- by New Deal democrat
Last springtime, the LEI's really slowed down and were essentially flat in midyear. The summer slowdown hit job growth, and industrial production in particular has gone sideways in response in the last couple of months.
Now the signs are that the economy is set to accelerate after New Year's. As this graph from Briefing.com shows, the LEIs increased to +0.5 in both September and October.
The advance read on the November LEI's from the same service is a whopping +1.2. In addition to the financial component, which has been relentlessly positive for almost two years, Initial Jobless Claims had a big downdraft in November, and supplier deliveries as measured in the ISM manufacturing report increased sharply. Consumer expectations about the future also increased. Meanwhile new capital orders decreased, but were cancelled out by new orders for consumer nondurables. The manufacturing workweek went sideways. Only housing permits remain unknown, and it is not expected that they will change too significantly.

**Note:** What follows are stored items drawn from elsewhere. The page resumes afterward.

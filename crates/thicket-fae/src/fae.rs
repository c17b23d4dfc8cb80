// crates/thicket-fae/src/fae.rs

//! `ForestAutomaton`: `(Roots, Vars, CG)` (`spec.md` §4.2).

use crate::connection_graph::ConnectionGraph;
use std::collections::HashMap;
use thicket_automata::{inclusion, reduce, TreeAut};
use thicket_core::{Data, RootIdx};
use thicket_label::{Label, LabelArena};

/// An ordered tuple of tree-automaton components, tied together by
/// typed cross-references, plus the program variables currently bound
/// into it. `None` roots are holes left by `free_position` — kept so
/// every live root's index stays stable until the next normalization
/// pass compacts them.
#[derive(Clone, Debug, Default)]
pub struct ForestAutomaton {
    roots: Vec<Option<TreeAut>>,
    labels: LabelArena,
    vars: HashMap<u32, Data>,
    cg: ConnectionGraph,
}

impl ForestAutomaton {
    #[must_use]
    pub fn new() -> Self {
        Self::default()
    }

    #[must_use]
    pub fn root_count(&self) -> usize {
        self.roots.len()
    }

    #[must_use]
    pub fn root(&self, idx: RootIdx) -> Option<&TreeAut> {
        self.roots.get(idx.index()).and_then(Option::as_ref)
    }

    #[must_use]
    pub fn labels(&self) -> &LabelArena {
        &self.labels
    }

    pub fn labels_mut(&mut self) -> &mut LabelArena {
        &mut self.labels
    }

    /// Appends a brand-new component and returns its index.
    pub fn alloc_root(&mut self, ta: TreeAut) -> RootIdx {
        let idx = RootIdx::from(self.roots.len());
        self.roots.push(Some(ta));
        idx
    }

    /// Alias of [`Self::alloc_root`], named to match the operation as
    /// described in `spec.md` §4.2 ("append_root").
    pub fn append_root(&mut self, ta: TreeAut) -> RootIdx {
        self.alloc_root(ta)
    }

    /// Overwrites an existing component in place (e.g. after folding
    /// replaces it with an equivalent, smaller automaton).
    pub fn set_root(&mut self, idx: RootIdx, ta: TreeAut) {
        if idx.index() >= self.roots.len() {
            self.roots.resize(idx.index() + 1, None);
        }
        self.roots[idx.index()] = Some(ta);
    }

    /// Releases a root (e.g. on `free`): the hole is left behind rather
    /// than compacted, so every other root's index stays valid.
    pub fn free_position(&mut self, idx: RootIdx) {
        self.free_slot_only(idx);
        self.invalidate_reference(idx);
    }

    /// Clears a root's slot without touching any reference to it. Used by
    /// normalization's root-merge step, which has already repointed every
    /// reference to the surviving root via [`Self::relabel_references`]
    /// and would otherwise stomp on that repointing by invalidating it.
    pub fn free_slot_only(&mut self, idx: RootIdx) {
        if let Some(slot) = self.roots.get_mut(idx.index()) {
            *slot = None;
        }
    }

    pub fn bind_var(&mut self, var: u32, value: Data) {
        self.vars.insert(var, value);
    }

    #[must_use]
    pub fn var(&self, var: u32) -> Option<&Data> {
        self.vars.get(&var)
    }

    #[must_use]
    pub fn vars(&self) -> &HashMap<u32, Data> {
        &self.vars
    }

    fn rewrite_data(&mut self, rewrite: impl Fn(&Data) -> Option<Data>) {
        for v in self.vars.values_mut() {
            if let Some(new_v) = rewrite(v) {
                *v = new_v;
            }
        }
        for root in self.roots.iter_mut().flatten() {
            let mut out = TreeAut::new();
            for t in root.transitions() {
                let new_label = match self.labels.get(t.label) {
                    Label::Data(d, id) => rewrite(d).map(|new_d| {
                        self.labels.intern(Label::Data(new_d, *id))
                    }),
                    Label::Node(_) | Label::VData(_) => None,
                };
                out.add_transition(t.lhs.clone(), new_label.unwrap_or(t.label), t.rhs);
            }
            for f in root.final_states() {
                out.add_final(*f);
            }
            *root = out;
        }
    }

    /// Rewrites every `Ref { root: old, .. }` across all variables and
    /// components to point at `new`. The core primitive behind
    /// `thicket-normalize`'s root merging.
    pub fn relabel_references(&mut self, old: RootIdx, new: RootIdx) {
        self.rewrite_data(|d| match d {
            Data::Ref { root, displ } if *root == old => Some(Data::Ref { root: new, displ: *displ }),
            _ => None,
        });
    }

    /// Replaces every reference to `target` with `Undef`, matching the
    /// original's `invalidateReference`: used when a root is freed so
    /// dangling references fail the next dereference explicitly rather
    /// than silently resolving to a reused index.
    pub fn invalidate_reference(&mut self, target: RootIdx) {
        self.rewrite_data(|d| match d {
            Data::Ref { root, .. } if *root == target => Some(Data::Undef),
            _ => None,
        });
    }

    /// Overwrites every data leaf of `root` with `value` (a bounded
    /// `memset`-style store spanning a whole node).
    pub fn set_labels_to_value(&mut self, root: RootIdx, value: Data) {
        let Some(ta) = self.roots.get(root.index()).and_then(Option::as_ref) else {
            return;
        };
        let mut out = TreeAut::new();
        let new_label = self.labels.intern(Label::Data(value, thicket_label::DataId(0)));
        for t in ta.transitions() {
            let label = if matches!(self.labels.get(t.label), Label::Data(..)) {
                new_label
            } else {
                t.label
            };
            out.add_transition(t.lhs.clone(), label, t.rhs);
        }
        for f in ta.final_states() {
            out.add_final(*f);
        }
        self.roots[root.index()] = Some(out);
    }

    pub fn recompute_connection_graph(&mut self) {
        self.cg = ConnectionGraph::compute(&self.roots, &self.labels);
    }

    #[must_use]
    pub fn connection_graph(&self) -> &ConnectionGraph {
        &self.cg
    }

    /// Bottom-up unreachable/useless-state cleanup of every component.
    pub fn unreachable_free(&mut self) {
        for root in self.roots.iter_mut().flatten() {
            *root = reduce::useless_and_unreachable_free(root);
        }
    }

    /// `L(self) subseteq L(other)`, checked componentwise: the two forest
    /// automata must agree on root count and on every variable binding
    /// exactly, and every pair of corresponding components must satisfy
    /// tree-automaton inclusion.
    #[must_use]
    pub fn subseteq(&self, other: &Self) -> bool {
        if self.roots.len() != other.roots.len() {
            return false;
        }
        if self.vars != other.vars {
            return false;
        }
        self.roots
            .iter()
            .zip(other.roots.iter())
            .all(|(a, b)| match (a, b) {
                (None, None) => true,
                (Some(a), Some(b)) => inclusion::subseteq(a, b),
                _ => false,
            })
    }

    /// Filters `candidates` down to those compatible with `self`: same
    /// root count and variable-binding shape, so an inclusion test against
    /// them can even be attempted (`spec.md` §4.2,
    /// "load_compatible_FAs" — used by the fixpoint accumulator to avoid
    /// testing inclusion against structurally unrelated FAs).
    #[must_use]
    pub fn load_compatible_fas<'a>(&self, candidates: &'a [Self]) -> Vec<&'a Self> {
        candidates
            .iter()
            .filter(|c| c.roots.len() == self.roots.len() && c.vars.keys().eq(self.vars.keys()))
            .collect()
    }
}

#[cfg(test)]
mod tests {
    use super::*;
    use thicket_label::DataId;

    #[test]
    fn free_position_invalidates_dangling_references() {
        let mut fae = ForestAutomaton::new();
        let null_label = fae.labels_mut().intern(Label::Data(Data::Null, DataId(0)));
        let mut ta0 = TreeAut::new();
        let q0 = ta0.fresh_state();
        ta0.add_transition(vec![], null_label, q0);
        let r0 = fae.alloc_root(ta0);

        let ref_label = fae
            .labels_mut()
            .intern(Label::Data(Data::Ref { root: r0, displ: 0 }, DataId(1)));
        let mut ta1 = TreeAut::new();
        let q1 = ta1.fresh_state();
        ta1.add_transition(vec![], ref_label, q1);
        fae.alloc_root(ta1);
        fae.bind_var(0, Data::Ref { root: r0, displ: 0 });

        fae.free_position(r0);
        assert_eq!(fae.var(0), Some(&Data::Undef));
    }

    #[test]
    fn subseteq_requires_equal_root_count() {
        let a = ForestAutomaton::new();
        let mut b = ForestAutomaton::new();
        b.alloc_root(TreeAut::new());
        assert!(!a.subseteq(&b));
    }
}
// crates/thicket-label/src/boxes.rs

//! `AbstractBox`: what can sit at a byte offset of a memory node.
//!
//! Mirrors `fa/abstractbox.hh`'s class hierarchy (`SelBox`/`TypeBox`/`Box`)
//! as one sealed enum, since Rust has no need for the virtual dispatch the
//! original used it for.

use serde::{Deserialize, Serialize};
use thicket_core::SelData;

/// Identifier of a named, folded box in the box database
/// ([`crate::database::BoxManager`]).
#[derive(Clone, Copy, Debug, Serialize, Deserialize, PartialEq, Eq, PartialOrd, Ord, Hash)]
pub struct BoxId(pub u32);

/// A type tag attached to a memory node, used only to keep distinct struct
/// types from unifying during minimization/inclusion when their shapes
/// otherwise coincide.
#[derive(Clone, Debug, Serialize, Deserialize, PartialEq, Eq, Hash)]
pub struct TypeBox {
    pub name: String,
}

/// One item attached to a byte offset of a memory node's label.
///
/// `spec.md` §3's three box kinds, plus the plain-data case that falls out
/// of a node carrying no box at a given offset.
#[derive(Clone, Debug, Serialize, Deserialize, PartialEq, Eq, Hash)]
pub enum AbstractBox {
    /// A plain selector: an ordinary child-pointer slot.
    Selector(SelData),
    /// A type discriminator with no automaton-level behaviour of its own.
    Type(TypeBox),
    /// A reference to a named, folded box (a recurring sub-structure
    /// pattern, e.g. a singly-linked list segment).
    Box(BoxId),
    /// No box: the offset carries unstructured data only.
    Data,
}

impl AbstractBox {
    #[inline]
    #[must_use]
    pub fn as_selector(&self) -> Option<SelData> {
        match *self {
            AbstractBox::Selector(s) => Some(s),
            _ => None,
        }
    }

    #[inline]
    #[must_use]
    pub fn as_box_id(&self) -> Option<BoxId> {
        match *self {
            AbstractBox::Box(id) => Some(id),
            _ => None,
        }
    }

    #[inline]
    #[must_use]
    pub fn is_selector(&self) -> bool {
        matches!(self, AbstractBox::Selector(_))
    }
}

#[cfg(test)]
mod tests {
    use super::*;

    #[test]
    fn selector_extraction() {
        let sel = SelData::new(0, 8, 0);
        let b = AbstractBox::Selector(sel);
        assert_eq!(b.as_selector(), Some(sel));
        assert_eq!(AbstractBox::Data.as_selector(), None);
    }
}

Three months in a row of good numbers strongly suggests the economy will re-accelerate beginning in about January.
Meanwhile the Conference Board also updated their Employment Trends Index, their leading indicator specifically for jobs. Here is the latest information:
This suggests that job growth will also re-accelerate in the beginning of the new year.
I realize that in an absolute sense the economy is in terrible shape, and this is a long, slow, painful slog -- much moreso than it ought to or has to be. But we are making progress.